I've seen it done with gypsum as well. Pretty cool stuff.

I would be interested in seeing a test plot of your product. I.e., take a plot of hard clay soil and start applying this stuff - is it crumbly ball field clay at the end of 1,2,3 years?


----------



## ErosionWizard (Apr 7, 2019)

I have never tried to do it with gypsum. But will do that today since I have sum 95% laying around.

The restructuring you see is from the super polymer bonding to the clay particles at a molecular level. That is part of what makes this product so unique. It has no plant uptake and is just treating the soil. The bonds will stay intact until they are physically broken apart. At that time the polymer will become co2 and disappear.

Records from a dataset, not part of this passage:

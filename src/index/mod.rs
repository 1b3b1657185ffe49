//! Index structures built on the buffer pool.
//!
//! - [`hash`] - Disk-backed extendible hashing

pub mod hash;
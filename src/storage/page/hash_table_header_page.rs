//! Header page of the disk extendible hash table.
//!
//! The header is the root of the index. It routes the top `max_depth` bits
//! of a key's hash to a directory page.

use crate::common::config::{HTABLE_HEADER_ARRAY_SIZE, HTABLE_HEADER_MAX_DEPTH};
use crate::common::{Error, PageId, Result};

use super::page_type::PageType;
use super::{read_u32, write_u32};

/// View over a header page.
///
/// `B` is the page buffer: `&[u8]` from a read guard, `&mut [u8]` from a
/// write guard.
///
/// # Layout
/// ```text
/// Offset  Size  Field
/// ------  ----  -----
/// 0       1     page_type (HashTableHeader)
/// 1       3     reserved
/// 4       4     max_depth
/// 8       2048  directory_page_ids[512] (PageId, little-endian)
/// ```
pub struct HashTableHeaderPage<B> {
    data: B,
}

impl HashTableHeaderPage<()> {
    pub const OFFSET_MAX_DEPTH: usize = 4;
    pub const OFFSET_DIRECTORY_IDS: usize = 8;
    /// Bytes used by the header format.
    pub const SIZE: usize = Self::OFFSET_DIRECTORY_IDS + HTABLE_HEADER_ARRAY_SIZE * PageId::SIZE;
}

type Layout = HashTableHeaderPage<()>;

impl<B: AsRef<[u8]>> HashTableHeaderPage<B> {
    /// Interpret an existing header page.
    ///
    /// # Errors
    /// `PageTypeMismatch` if the page is not a header page.
    pub fn open(data: B) -> Result<Self> {
        PageType::HashTableHeader.expect_in(data.as_ref())?;
        Ok(Self { data })
    }

    /// Number of hash bits used to pick a directory.
    pub fn max_depth(&self) -> u32 {
        read_u32(self.data.as_ref(), Layout::OFFSET_MAX_DEPTH)
    }

    /// Number of directory slots in use (`2^max_depth`).
    pub fn max_size(&self) -> u32 {
        1 << self.max_depth()
    }

    /// Directory slot for a hash: its top `max_depth` bits.
    pub fn hash_to_directory_index(&self, hash: u32) -> u32 {
        let depth = self.max_depth();
        if depth == 0 {
            0
        } else {
            hash >> (32 - depth)
        }
    }

    /// Directory page id stored in a slot, [`PageId::INVALID`] if none.
    ///
    /// # Panics
    /// Panics if `directory_idx >= max_size()`.
    pub fn directory_page_id(&self, directory_idx: u32) -> PageId {
        assert!(
            directory_idx < self.max_size(),
            "directory index {} out of range",
            directory_idx
        );
        let offset = Layout::OFFSET_DIRECTORY_IDS + directory_idx as usize * PageId::SIZE;
        PageId(read_u32(self.data.as_ref(), offset))
    }
}

impl<B: AsRef<[u8]> + AsMut<[u8]>> HashTableHeaderPage<B> {
    /// Format `data` as an empty header page.
    ///
    /// # Errors
    /// `InvalidConfig` if `max_depth > HTABLE_HEADER_MAX_DEPTH`.
    pub fn init(mut data: B, max_depth: u32) -> Result<Self> {
        if max_depth > HTABLE_HEADER_MAX_DEPTH {
            return Err(Error::InvalidConfig(format!(
                "header max_depth {} exceeds {}",
                max_depth, HTABLE_HEADER_MAX_DEPTH
            )));
        }

        let bytes = data.as_mut();
        bytes[..Layout::SIZE].fill(0);
        PageType::HashTableHeader.write_to(bytes);
        write_u32(bytes, Layout::OFFSET_MAX_DEPTH, max_depth);
        for idx in 0..HTABLE_HEADER_ARRAY_SIZE {
            let offset = Layout::OFFSET_DIRECTORY_IDS + idx * PageId::SIZE;
            write_u32(bytes, offset, PageId::INVALID.0);
        }

        Ok(Self { data })
    }

    /// # Panics
    /// Panics if `directory_idx >= max_size()`.
    pub fn set_directory_page_id(&mut self, directory_idx: u32, directory_page_id: PageId) {
        assert!(
            directory_idx < self.max_size(),
            "directory index {} out of range",
            directory_idx
        );
        let offset = Layout::OFFSET_DIRECTORY_IDS + directory_idx as usize * PageId::SIZE;
        write_u32(self.data.as_mut(), offset, directory_page_id.0);
    }
}
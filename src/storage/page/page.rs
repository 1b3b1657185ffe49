//! Page - the fundamental 4KB unit of storage.
//!
//! A [`Page`] is a raw 4KB byte array that serves as the unit of I/O
//! between disk and memory. Pages are stored in [`Frame`]s within the
//! buffer pool.
//!
//! [`Frame`]: crate::buffer::Frame

use crate::common::config::PAGE_SIZE;

use super::page_type::PageType;

/// A page of data (4KB, 4KB-aligned).
///
/// The buffer pool never interprets page bytes. Structured formats (the hash
/// table header, directory and bucket pages) are views over the slice
/// returned by [`Page::as_slice`] / [`Page::as_mut_slice`], and record their
/// format in byte 0 (see [`PageType`]).
///
/// `Page` does NOT implement `Clone` outside tests; copying 4KB goes through
/// the explicit [`Page::copy_from`].
///
/// # Example
/// ```
/// use stratadb::storage::page::Page;
///
/// let mut page = Page::new();
/// page.as_mut_slice()[0] = 0xFF;
/// assert_eq!(page.as_slice()[0], 0xFF);
/// ```
#[repr(align(4096))]
pub struct Page {
    data: [u8; PAGE_SIZE],
}

impl Page {
    /// Create a new zeroed page.
    #[inline]
    pub fn new() -> Self {
        Self {
            data: [0u8; PAGE_SIZE],
        }
    }

    #[inline]
    pub fn as_slice(&self) -> &[u8] {
        &self.data
    }

    #[inline]
    pub fn as_mut_slice(&mut self) -> &mut [u8] {
        &mut self.data
    }

    /// Zero out the entire page.
    pub fn reset(&mut self) {
        self.data.fill(0);
    }

    /// Overwrite this page with the contents of `other`.
    pub fn copy_from(&mut self, other: &Page) {
        self.data.copy_from_slice(&other.data);
    }

    #[inline]
    pub const fn size() -> usize {
        PAGE_SIZE
    }

    /// The format tag stored in byte 0.
    #[inline]
    pub fn page_type(&self) -> PageType {
        PageType::from_u8(self.data[0])
    }
}

impl Default for Page {
    fn default() -> Self {
        Self::new()
    }
}

#[cfg(test)]
impl Clone for Page {
    fn clone(&self) -> Self {
        let mut new_page = Page::new();
        new_page.copy_from(self);
        new_page
    }
}
//! Page identifier type.

use std::fmt;

/// Identifies a page on disk.
///
/// Page ids are handed out by the buffer pool from a monotonically increasing
/// counter and are never reused within a running pool, even after
/// [`delete_page`](crate::buffer::BufferPoolManager::delete_page).
///
/// Serialized as a little-endian `u32` inside hash table pages, with
/// [`PageId::INVALID`] marking an unused slot.
///
/// # Example
/// ```
/// use stratadb::PageId;
///
/// let page_id = PageId::new(42);
/// assert!(page_id.is_valid());
/// assert_eq!(PageId::from_le_bytes(page_id.to_le_bytes()), page_id);
/// ```
#[derive(Debug, Clone, Copy, PartialEq, Eq, Hash, PartialOrd, Ord)]
pub struct PageId(pub u32);

impl PageId {
    /// Sentinel for "no page".
    pub const INVALID: PageId = PageId(u32::MAX);

    /// Encoded width in bytes.
    pub const SIZE: usize = 4;

    #[inline]
    pub fn new(id: u32) -> Self {
        PageId(id)
    }

    /// Check if this page ID is valid (not the sentinel value).
    #[inline]
    pub fn is_valid(&self) -> bool {
        *self != Self::INVALID
    }

    #[inline]
    pub fn to_le_bytes(self) -> [u8; 4] {
        self.0.to_le_bytes()
    }

    #[inline]
    pub fn from_le_bytes(bytes: [u8; 4]) -> Self {
        PageId(u32::from_le_bytes(bytes))
    }
}

impl fmt::Display for PageId {
    fn fmt(&self, f: &mut fmt::Formatter<'_>) -> fmt::Result {
        if *self == Self::INVALID {
            write!(f, "Page(INVALID)")
        } else {
            write!(f, "Page({})", self.0)
        }
    }
}
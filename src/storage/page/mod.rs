//! Page types and layout.
//!
//! This module contains:
//! - [`Page`] - The raw 4KB data container
//! - [`PageType`] - Discriminator stored in byte 0 of structured pages
//! - The three extendible hash table page formats, as views over page bytes

mod hash_table_bucket_page;
mod hash_table_directory_page;
mod hash_table_header_page;
#[allow(clippy::module_inception)]
mod page;
mod page_type;

pub use hash_table_bucket_page::HashTableBucketPage;
pub use hash_table_directory_page::HashTableDirectoryPage;
pub use hash_table_header_page::HashTableHeaderPage;
pub use page::Page;
pub use page_type::PageType;

/// Read a little-endian u32 at `offset`.
#[inline]
pub(crate) fn read_u32(data: &[u8], offset: usize) -> u32 {
    let mut bytes = [0u8; 4];
    bytes.copy_from_slice(&data[offset..offset + 4]);
    u32::from_le_bytes(bytes)
}

/// Write a little-endian u32 at `offset`.
#[inline]
pub(crate) fn write_u32(data: &mut [u8], offset: usize, value: u32) {
    data[offset..offset + 4].copy_from_slice(&value.to_le_bytes());
}
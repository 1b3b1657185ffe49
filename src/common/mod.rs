//! Common types shared across StrataDB.
//!
//! - Configuration constants
//! - Error types
//! - Identifiers (PageId, FrameId)

pub mod config;
pub mod error;
mod frame_id;
mod page_id;

pub use error::{Error, Result};
pub use frame_id::FrameId;
pub use page_id::PageId;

Ps. Cool lots of guys have looked at this. I'm still suprised that none of y'all have any questions or comments. The first time I saw this.... I was amazed at how fast the reaction took place. Maybe it's the still photos that make it less cool. When I shake the tube with the 2 drops of PeneGator, you can watch the soil flockulate and restructuring infront of your eyes.

**** would be cool to do this test on dirt from some of y'alls yards.

***. I also would real like to see someone do the same test with that panterra stuff. The reaction would tell us a lot about each individual soil it is run on.


----------



## adgattoni (Oct 3, 2017)

Here is the gypsum video I saw of this sort of flocculation test:

https://www.youtube.com/watch?v=tLaJawbMrT0


----------



## ErosionWizard (Apr 7, 2019)

Thank you for the info. I not only tested that at my house. I also called the university and asked them about the studies they are doing with soil and farming.

The test with gypsum will settle down after a little bit of time. The reaction that I showed above took place in a few seconds. Yes I said seconds. You can watch the soil flockulate and restructure before your eyes. No waiting and checking back later. Instant results. It's crazy.


----------



## adgattoni (Oct 3, 2017)

ErosionWizard said:


> Thank you for the info. I not only tested that at my house. I also called the university and asked them about the studies they are doing with soil and farming.
> 
> The test with gypsum will settle down after a little bit of time. The reaction that I showed above took place in a few seconds. Yes I said seconds. You can watch the soil flockulate and restructure before your eyes. No waiting and checking back later. Instant results. It's crazy.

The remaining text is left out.